> [Exercise goal]:
Using the listing below, keep only the lines with the word "bbox" and copy them.

* * * * * * *

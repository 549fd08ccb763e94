// Copyright (c) 2025 Fabstir
// SPDX-License-Identifier: BUSL-1.1
//! End-to-end pipeline tests with mocked detection and OCR

use std::collections::VecDeque;
use std::path::{Path, PathBuf};
use std::sync::{Arc, Mutex};

use async_trait::async_trait;
use boxscan_node::config::{AppConfig, DetectionConfig, OcrConfig};
use boxscan_node::detection::{Detection, DetectionError, ObjectDetector};
use boxscan_node::pipeline::{Annotator, PipelineError, ScanPipeline};
use boxscan_node::vision::ocr::{CropRecognizer, OcrError, RecognitionOutcome};

struct StaticDetector {
    detections: Vec<Detection>,
}

#[async_trait]
impl ObjectDetector for StaticDetector {
    async fn detect(
        &self,
        _image: &[u8],
        _filename: &str,
    ) -> Result<Vec<Detection>, DetectionError> {
        Ok(self.detections.clone())
    }
}

struct FailingDetector;

#[async_trait]
impl ObjectDetector for FailingDetector {
    async fn detect(
        &self,
        _image: &[u8],
        _filename: &str,
    ) -> Result<Vec<Detection>, DetectionError> {
        Err(DetectionError::Http {
            status: 500,
            body: "upstream down".to_string(),
        })
    }
}

/// Hands out queued results, one per crop, in call order
struct QueueRecognizer {
    results: Mutex<VecDeque<Result<String, String>>>,
}

impl QueueRecognizer {
    fn new(results: Vec<Result<&str, &str>>) -> Self {
        Self {
            results: Mutex::new(
                results
                    .into_iter()
                    .map(|r| r.map(str::to_string).map_err(str::to_string))
                    .collect(),
            ),
        }
    }
}

impl CropRecognizer for QueueRecognizer {
    fn recognize(&self, _crop_path: &Path) -> Result<RecognitionOutcome, OcrError> {
        match self.results.lock().unwrap().pop_front() {
            Some(Ok(text)) if text.is_empty() => Ok(RecognitionOutcome::Empty),
            Some(Ok(text)) => Ok(RecognitionOutcome::Found(text)),
            Some(Err(message)) => Err(OcrError::Primary(anyhow::anyhow!(message))),
            None => Ok(RecognitionOutcome::Empty),
        }
    }
}

fn detection(class: &str, x: f32, y: f32, w: f32, h: f32) -> Detection {
    Detection {
        class_label: class.to_string(),
        x,
        y,
        width: w,
        height: h,
        confidence: 0.9,
    }
}

struct TestEnv {
    config: Arc<AppConfig>,
    _tmp: tempfile::TempDir,
}

fn test_env() -> TestEnv {
    let tmp = tempfile::tempdir().unwrap();
    let config = AppConfig {
        upload_dir: tmp.path().join("uploads"),
        detection_dir: tmp.path().join("detections"),
        cropped_dir: tmp.path().join("cropped"),
        api_port: 0,
        detection: DetectionConfig {
            api_key: "k".to_string(),
            model_id: "m".to_string(),
            model_version: "1".to_string(),
            base_url: "https://detect.example.com".to_string(),
            confidence: 0.5,
            overlap: 0.5,
            timeout_secs: 5,
        },
        ocr: OcrConfig::from_env(),
    };
    config.ensure_directories().unwrap();
    TestEnv { config: Arc::new(config), _tmp: tmp }
}

fn write_upload(env: &TestEnv, name: &str) -> PathBuf {
    let path = env.config.upload_dir.join(name);
    let img = image::RgbImage::from_pixel(200, 200, image::Rgb([255, 255, 255]));
    img.save(&path).unwrap();
    path
}

fn pipeline(
    env: &TestEnv,
    detector: impl ObjectDetector + 'static,
    recognizer: QueueRecognizer,
) -> ScanPipeline {
    ScanPipeline::new(
        Arc::new(detector),
        Arc::new(recognizer),
        Annotator::with_font(None),
        env.config.clone(),
    )
}

#[tokio::test]
async fn zero_detections_still_succeed() {
    let env = test_env();
    let upload = write_upload(&env, "box.png");
    let pipeline = pipeline(
        &env,
        StaticDetector { detections: vec![] },
        QueueRecognizer::new(vec![]),
    );

    let outcome = pipeline.process(&upload).await.unwrap();

    assert_eq!(outcome.fields.units, "N/A");
    assert_eq!(outcome.fields.box_no, "N/A");
    assert!(outcome.cropped_images.is_empty());

    // The result image is written and untouched by annotation
    assert_eq!(
        outcome.annotated_image,
        env.config.detection_dir.join("result_box.png")
    );
    let result = image::open(&outcome.annotated_image).unwrap().to_rgb8();
    assert!(result.pixels().all(|p| *p == image::Rgb([255, 255, 255])));
}

#[tokio::test]
async fn detection_failure_aborts_before_artifacts() {
    let env = test_env();
    let upload = write_upload(&env, "box.png");
    let pipeline = pipeline(&env, FailingDetector, QueueRecognizer::new(vec![]));

    let err = pipeline.process(&upload).await.unwrap_err();
    assert!(matches!(err, PipelineError::Detection(DetectionError::Http { status: 500, .. })));

    // Nothing was persisted
    assert_eq!(std::fs::read_dir(&env.config.cropped_dir).unwrap().count(), 0);
    assert_eq!(std::fs::read_dir(&env.config.detection_dir).unwrap().count(), 0);
}

#[tokio::test]
async fn crops_are_indexed_in_detection_order() {
    let env = test_env();
    let upload = write_upload(&env, "box.png");
    let detections = vec![
        detection("Units", 50.0, 50.0, 40.0, 20.0),
        detection("BoxNo", 150.0, 50.0, 40.0, 20.0),
        detection("Units", 100.0, 150.0, 40.0, 20.0),
    ];
    let pipeline = pipeline(
        &env,
        StaticDetector { detections },
        QueueRecognizer::new(vec![Ok("1"), Ok("2"), Ok("3")]),
    );

    let outcome = pipeline.process(&upload).await.unwrap();

    assert_eq!(outcome.cropped_images.len(), 3);
    for (i, path) in outcome.cropped_images.iter().enumerate() {
        assert_eq!(
            path.file_name().unwrap().to_str().unwrap(),
            format!("cropped_{}.png", i)
        );
        assert!(path.is_file());
    }
}

#[tokio::test]
async fn fields_extracted_from_known_classes() {
    let env = test_env();
    let upload = write_upload(&env, "label.png");
    let detections = vec![
        detection("Units", 50.0, 50.0, 40.0, 20.0),
        detection("BoxNo", 150.0, 50.0, 40.0, 20.0),
    ];
    let pipeline = pipeline(
        &env,
        StaticDetector { detections },
        QueueRecognizer::new(vec![Ok("12"), Ok("B-7")]),
    );

    let outcome = pipeline.process(&upload).await.unwrap();
    assert_eq!(outcome.fields.units, "12");
    assert_eq!(outcome.fields.box_no, "B-7");
    assert_eq!(
        outcome.annotated_image,
        env.config.detection_dir.join("result_label.png")
    );
}

#[tokio::test]
async fn same_class_texts_are_joined() {
    let env = test_env();
    let upload = write_upload(&env, "box.png");
    let detections = vec![
        detection("BoxNo", 50.0, 50.0, 40.0, 20.0),
        detection("BoxNo", 150.0, 50.0, 40.0, 20.0),
    ];
    let pipeline = pipeline(
        &env,
        StaticDetector { detections },
        QueueRecognizer::new(vec![Ok("4"), Ok("2")]),
    );

    let outcome = pipeline.process(&upload).await.unwrap();
    assert_eq!(outcome.fields.box_no, "4 2");
    assert_eq!(outcome.fields.units, "N/A");
}

#[tokio::test]
async fn unknown_classes_are_cropped_but_not_mapped() {
    let env = test_env();
    let upload = write_upload(&env, "box.png");
    let detections = vec![detection("Barcode", 100.0, 100.0, 60.0, 30.0)];
    let pipeline = pipeline(
        &env,
        StaticDetector { detections },
        QueueRecognizer::new(vec![Ok("XYZ123")]),
    );

    let outcome = pipeline.process(&upload).await.unwrap();
    assert_eq!(outcome.cropped_images.len(), 1);
    assert_eq!(outcome.fields.units, "N/A");
    assert_eq!(outcome.fields.box_no, "N/A");

    // The unknown class still gets its annotation outline
    let result = image::open(&outcome.annotated_image).unwrap().to_rgb8();
    assert!(result.pixels().any(|p| *p == image::Rgb([255, 0, 0])));
}

#[tokio::test]
async fn ocr_failure_degrades_to_empty_text() {
    let env = test_env();
    let upload = write_upload(&env, "box.png");
    let detections = vec![
        detection("Units", 50.0, 50.0, 40.0, 20.0),
        detection("Units", 150.0, 50.0, 40.0, 20.0),
    ];
    let pipeline = pipeline(
        &env,
        StaticDetector { detections },
        QueueRecognizer::new(vec![Err("engine crashed"), Ok("8")]),
    );

    // A per-crop OCR failure must not fail the scan
    let outcome = pipeline.process(&upload).await.unwrap();
    assert_eq!(outcome.cropped_images.len(), 2);
    // First crop contributed an empty piece; join is end-trimmed
    assert_eq!(outcome.fields.units, "8");
}

#[tokio::test]
async fn detection_larger_than_image_is_clamped() {
    let env = test_env();
    let upload = write_upload(&env, "box.png");
    let detections = vec![detection("Units", 100.0, 100.0, 500.0, 500.0)];
    let pipeline = pipeline(
        &env,
        StaticDetector { detections },
        QueueRecognizer::new(vec![Ok("ok")]),
    );

    let outcome = pipeline.process(&upload).await.unwrap();
    assert_eq!(outcome.cropped_images.len(), 1);
    let crop = image::open(&outcome.cropped_images[0]).unwrap();
    assert!(crop.width() <= 200 && crop.height() <= 200);
}
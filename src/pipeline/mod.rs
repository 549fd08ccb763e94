// Copyright (c) 2025 Fabstir
// SPDX-License-Identifier: BUSL-1.1
//! The scan pipeline: detect, annotate, crop, enhance, recognize, aggregate
//!
//! One [`ScanPipeline::process`] call takes a saved upload from detection all
//! the way to the persisted result image, crop artifacts, and extracted
//! fields.

pub mod annotate;
pub mod fields;

pub use annotate::Annotator;
pub use fields::{ClassTexts, FieldMap, FIELD_UNAVAILABLE};

use std::path::{Path, PathBuf};
use std::sync::Arc;

use thiserror::Error;
use tracing::{debug, info, warn};

use crate::config::AppConfig;
use crate::detection::{DetectionError, ObjectDetector};
use crate::vision::enhance::{enhance, EnhanceMode};
use crate::vision::ocr::CropRecognizer;

/// Terminal output of one pipeline run
#[derive(Debug, Clone)]
pub struct ScanOutcome {
    /// Persisted annotated image (`result_<filename>`)
    pub annotated_image: PathBuf,
    /// Extracted field values
    pub fields: FieldMap,
    /// Persisted crop artifacts, one per detection, in detection order
    pub cropped_images: Vec<PathBuf>,
}

/// Failures that abort a pipeline run
///
/// Per-crop OCR trouble is not here on purpose: a crop that yields no text
/// degrades the field values, it does not fail the scan.
#[derive(Debug, Error)]
pub enum PipelineError {
    #[error("detection failed: {0}")]
    Detection(#[from] DetectionError),

    #[error("failed to load image {}: {message}", .path.display())]
    ImageLoad { path: PathBuf, message: String },

    #[error("failed to write artifact {}: {message}", .path.display())]
    ArtifactWrite { path: PathBuf, message: String },

    #[error(transparent)]
    Io(#[from] std::io::Error),
}

/// The detection-to-text pipeline
pub struct ScanPipeline {
    detector: Arc<dyn ObjectDetector>,
    recognizer: Arc<dyn CropRecognizer>,
    annotator: Annotator,
    config: Arc<AppConfig>,
}

impl ScanPipeline {
    pub fn new(
        detector: Arc<dyn ObjectDetector>,
        recognizer: Arc<dyn CropRecognizer>,
        annotator: Annotator,
        config: Arc<AppConfig>,
    ) -> Self {
        Self { detector, recognizer, annotator, config }
    }

    /// Run the full pipeline on a saved upload
    ///
    /// Detection runs first; if the remote call fails, no artifact is written.
    /// Each detection then contributes an annotation on the shared result
    /// image and one enhanced crop, cut from the unannotated original.
    pub async fn process(&self, image_path: &Path) -> Result<ScanOutcome, PipelineError> {
        let filename = image_path
            .file_name()
            .map(|n| n.to_string_lossy().into_owned())
            .unwrap_or_else(|| "upload".to_string());

        let bytes = tokio::fs::read(image_path).await?;
        let detections = self.detector.detect(&bytes, &filename).await?;
        info!("{}: {} detections", filename, detections.len());

        let original =
            image::load_from_memory(&bytes).map_err(|e| PipelineError::ImageLoad {
                path: image_path.to_path_buf(),
                message: e.to_string(),
            })?;
        let mut annotated = original.to_rgb8();

        let mut class_texts = ClassTexts::default();
        let mut cropped_images = Vec::with_capacity(detections.len());

        for (i, detection) in detections.iter().enumerate() {
            let bbox = detection.bounding_box();
            self.annotator.draw(&mut annotated, &bbox, &detection.class_label);

            let (x, y, w, h) = bbox.crop_rect(original.width(), original.height());
            let crop = original.crop_imm(x, y, w, h);
            let enhanced = enhance(&crop, EnhanceMode::Full);

            let crop_path = self.config.cropped_dir.join(format!("cropped_{}.png", i));
            enhanced.save(&crop_path).map_err(|e| PipelineError::ArtifactWrite {
                path: crop_path.clone(),
                message: e.to_string(),
            })?;

            let text = match self.recognizer.recognize(&crop_path) {
                Ok(outcome) => outcome.into_text(),
                Err(e) => {
                    warn!("OCR failed for crop {} ({}): {}", i, detection.class_label, e);
                    String::new()
                }
            };
            debug!("Crop {} [{}]: {:?}", i, detection.class_label, text);

            class_texts.push(&detection.class_label, text);
            cropped_images.push(crop_path);
        }

        let fields = FieldMap::from_class_texts(&class_texts);

        let result_path = self.config.detection_dir.join(format!("result_{}", filename));
        annotated.save(&result_path).map_err(|e| PipelineError::ArtifactWrite {
            path: result_path.clone(),
            message: e.to_string(),
        })?;

        info!(
            "{}: units={:?} box_no={:?} crops={}",
            filename,
            fields.units,
            fields.box_no,
            cropped_images.len()
        );

        Ok(ScanOutcome { annotated_image: result_path, fields, cropped_images })
    }
}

* * * * * * *

> [Result]:
            let bbox = detection.bounding_box();
            self.annotator.draw(&mut annotated, &bbox, &detection.class_label);
            let (x, y, w, h) = bbox.crop_rect(original.width(), original.height());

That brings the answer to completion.